Source data
-------------------------
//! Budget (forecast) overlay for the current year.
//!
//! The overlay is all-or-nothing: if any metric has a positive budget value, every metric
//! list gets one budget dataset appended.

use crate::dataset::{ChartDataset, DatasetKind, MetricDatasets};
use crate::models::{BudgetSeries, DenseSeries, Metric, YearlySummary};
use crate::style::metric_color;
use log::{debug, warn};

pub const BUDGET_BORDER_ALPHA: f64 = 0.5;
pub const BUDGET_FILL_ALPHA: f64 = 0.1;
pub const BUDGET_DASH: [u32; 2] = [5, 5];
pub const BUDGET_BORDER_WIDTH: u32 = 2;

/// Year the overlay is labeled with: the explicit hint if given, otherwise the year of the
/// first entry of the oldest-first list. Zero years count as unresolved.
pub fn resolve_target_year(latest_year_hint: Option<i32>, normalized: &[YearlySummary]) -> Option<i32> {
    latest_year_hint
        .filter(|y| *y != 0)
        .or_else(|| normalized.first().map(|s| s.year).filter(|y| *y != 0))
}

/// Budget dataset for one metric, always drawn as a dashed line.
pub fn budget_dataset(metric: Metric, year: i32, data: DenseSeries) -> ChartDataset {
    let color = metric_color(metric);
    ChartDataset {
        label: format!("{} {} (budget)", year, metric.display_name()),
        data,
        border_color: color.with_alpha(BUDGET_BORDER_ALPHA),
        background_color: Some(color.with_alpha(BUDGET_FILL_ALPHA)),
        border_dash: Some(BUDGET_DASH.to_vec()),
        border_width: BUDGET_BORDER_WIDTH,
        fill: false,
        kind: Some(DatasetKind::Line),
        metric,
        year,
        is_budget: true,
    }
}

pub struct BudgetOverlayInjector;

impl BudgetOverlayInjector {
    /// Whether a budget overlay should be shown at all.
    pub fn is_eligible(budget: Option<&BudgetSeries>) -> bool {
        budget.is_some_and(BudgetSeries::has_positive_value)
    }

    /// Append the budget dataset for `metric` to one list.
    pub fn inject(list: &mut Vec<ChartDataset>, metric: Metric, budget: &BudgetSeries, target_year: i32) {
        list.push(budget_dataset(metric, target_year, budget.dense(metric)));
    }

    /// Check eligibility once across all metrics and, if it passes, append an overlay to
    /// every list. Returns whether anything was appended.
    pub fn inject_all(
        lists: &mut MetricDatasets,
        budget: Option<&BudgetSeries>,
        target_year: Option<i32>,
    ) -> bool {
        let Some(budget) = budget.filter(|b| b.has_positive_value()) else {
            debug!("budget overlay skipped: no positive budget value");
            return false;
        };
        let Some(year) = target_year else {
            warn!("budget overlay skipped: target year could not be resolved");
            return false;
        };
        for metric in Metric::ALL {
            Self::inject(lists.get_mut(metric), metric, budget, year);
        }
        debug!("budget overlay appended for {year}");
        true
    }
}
-------------------------
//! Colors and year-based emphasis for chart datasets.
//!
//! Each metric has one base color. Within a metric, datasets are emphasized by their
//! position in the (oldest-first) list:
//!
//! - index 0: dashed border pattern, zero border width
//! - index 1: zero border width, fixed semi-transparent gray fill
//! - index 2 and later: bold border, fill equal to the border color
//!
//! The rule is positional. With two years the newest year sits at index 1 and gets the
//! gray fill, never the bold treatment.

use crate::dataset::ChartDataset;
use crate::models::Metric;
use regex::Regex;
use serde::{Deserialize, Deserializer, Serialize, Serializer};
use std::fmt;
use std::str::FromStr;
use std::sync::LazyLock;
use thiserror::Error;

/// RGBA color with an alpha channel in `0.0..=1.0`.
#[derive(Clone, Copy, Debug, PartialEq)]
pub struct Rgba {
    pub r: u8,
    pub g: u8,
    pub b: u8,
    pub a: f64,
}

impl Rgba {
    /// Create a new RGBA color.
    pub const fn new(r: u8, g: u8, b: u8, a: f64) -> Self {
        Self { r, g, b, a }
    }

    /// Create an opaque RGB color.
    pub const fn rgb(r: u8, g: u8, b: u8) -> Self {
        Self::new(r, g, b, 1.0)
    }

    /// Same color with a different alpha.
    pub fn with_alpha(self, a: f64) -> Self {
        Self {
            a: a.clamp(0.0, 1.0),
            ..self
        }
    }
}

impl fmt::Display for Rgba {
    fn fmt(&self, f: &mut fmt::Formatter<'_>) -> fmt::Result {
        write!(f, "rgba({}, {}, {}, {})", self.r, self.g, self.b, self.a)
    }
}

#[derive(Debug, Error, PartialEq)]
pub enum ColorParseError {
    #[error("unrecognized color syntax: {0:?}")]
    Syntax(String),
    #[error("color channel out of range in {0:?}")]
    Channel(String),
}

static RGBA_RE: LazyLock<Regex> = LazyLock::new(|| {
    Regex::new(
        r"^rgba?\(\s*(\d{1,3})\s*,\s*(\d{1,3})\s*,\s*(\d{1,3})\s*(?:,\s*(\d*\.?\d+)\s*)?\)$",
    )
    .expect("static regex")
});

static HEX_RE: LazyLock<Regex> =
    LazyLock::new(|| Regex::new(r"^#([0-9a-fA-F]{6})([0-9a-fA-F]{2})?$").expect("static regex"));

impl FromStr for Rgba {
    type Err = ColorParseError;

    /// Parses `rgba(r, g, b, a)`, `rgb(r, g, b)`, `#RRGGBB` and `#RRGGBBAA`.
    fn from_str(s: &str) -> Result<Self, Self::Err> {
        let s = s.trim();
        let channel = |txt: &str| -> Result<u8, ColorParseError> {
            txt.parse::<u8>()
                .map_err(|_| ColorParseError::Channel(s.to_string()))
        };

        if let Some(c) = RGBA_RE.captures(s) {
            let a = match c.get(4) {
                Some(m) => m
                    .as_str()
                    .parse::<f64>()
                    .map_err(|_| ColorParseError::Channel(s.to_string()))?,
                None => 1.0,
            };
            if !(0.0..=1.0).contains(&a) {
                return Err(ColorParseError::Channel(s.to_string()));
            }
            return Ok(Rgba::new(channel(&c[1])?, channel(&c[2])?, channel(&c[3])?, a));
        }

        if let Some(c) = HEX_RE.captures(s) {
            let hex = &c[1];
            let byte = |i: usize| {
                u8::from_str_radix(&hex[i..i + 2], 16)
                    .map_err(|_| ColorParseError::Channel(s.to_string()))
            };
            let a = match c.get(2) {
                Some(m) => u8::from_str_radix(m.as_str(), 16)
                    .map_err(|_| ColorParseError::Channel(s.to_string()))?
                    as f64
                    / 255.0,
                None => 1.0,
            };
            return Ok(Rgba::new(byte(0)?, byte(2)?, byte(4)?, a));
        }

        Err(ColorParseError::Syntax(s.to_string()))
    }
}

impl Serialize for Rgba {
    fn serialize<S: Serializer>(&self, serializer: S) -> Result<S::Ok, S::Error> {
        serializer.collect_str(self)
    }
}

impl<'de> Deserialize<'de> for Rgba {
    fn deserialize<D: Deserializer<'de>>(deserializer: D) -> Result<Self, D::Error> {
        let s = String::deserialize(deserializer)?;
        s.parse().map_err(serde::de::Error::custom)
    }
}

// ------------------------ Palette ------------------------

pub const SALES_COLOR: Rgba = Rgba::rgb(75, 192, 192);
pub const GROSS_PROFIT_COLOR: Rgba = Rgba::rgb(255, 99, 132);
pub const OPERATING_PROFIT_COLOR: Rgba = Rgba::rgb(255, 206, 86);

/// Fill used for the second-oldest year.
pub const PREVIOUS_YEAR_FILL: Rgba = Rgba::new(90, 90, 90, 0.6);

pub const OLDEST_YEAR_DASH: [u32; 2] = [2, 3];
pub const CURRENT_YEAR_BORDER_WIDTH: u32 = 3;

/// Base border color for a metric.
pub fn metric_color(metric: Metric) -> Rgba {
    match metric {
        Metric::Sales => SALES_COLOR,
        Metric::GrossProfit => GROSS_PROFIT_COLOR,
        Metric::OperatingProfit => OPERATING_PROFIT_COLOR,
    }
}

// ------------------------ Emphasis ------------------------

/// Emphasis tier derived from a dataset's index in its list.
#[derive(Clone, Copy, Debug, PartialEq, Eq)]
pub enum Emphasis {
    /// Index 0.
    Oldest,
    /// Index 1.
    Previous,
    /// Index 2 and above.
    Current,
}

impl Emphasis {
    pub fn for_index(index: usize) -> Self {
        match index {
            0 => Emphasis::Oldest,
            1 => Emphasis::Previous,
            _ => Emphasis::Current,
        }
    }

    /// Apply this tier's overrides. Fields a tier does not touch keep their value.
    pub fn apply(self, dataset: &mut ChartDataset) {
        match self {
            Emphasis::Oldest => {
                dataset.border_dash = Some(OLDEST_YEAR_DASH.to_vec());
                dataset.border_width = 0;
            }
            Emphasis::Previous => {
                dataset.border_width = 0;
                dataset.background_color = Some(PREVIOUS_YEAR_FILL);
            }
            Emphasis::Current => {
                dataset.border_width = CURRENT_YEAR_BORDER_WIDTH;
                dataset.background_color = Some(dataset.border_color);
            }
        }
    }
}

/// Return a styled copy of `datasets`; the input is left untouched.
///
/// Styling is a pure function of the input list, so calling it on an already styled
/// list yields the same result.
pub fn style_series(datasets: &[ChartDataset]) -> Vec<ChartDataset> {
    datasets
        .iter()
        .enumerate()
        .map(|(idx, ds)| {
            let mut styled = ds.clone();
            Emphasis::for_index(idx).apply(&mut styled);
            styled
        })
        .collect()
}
-------------------------
Task instructions
Counting only lines above that contain the string "match", report how many there are and write nothing further.

Exercise output
5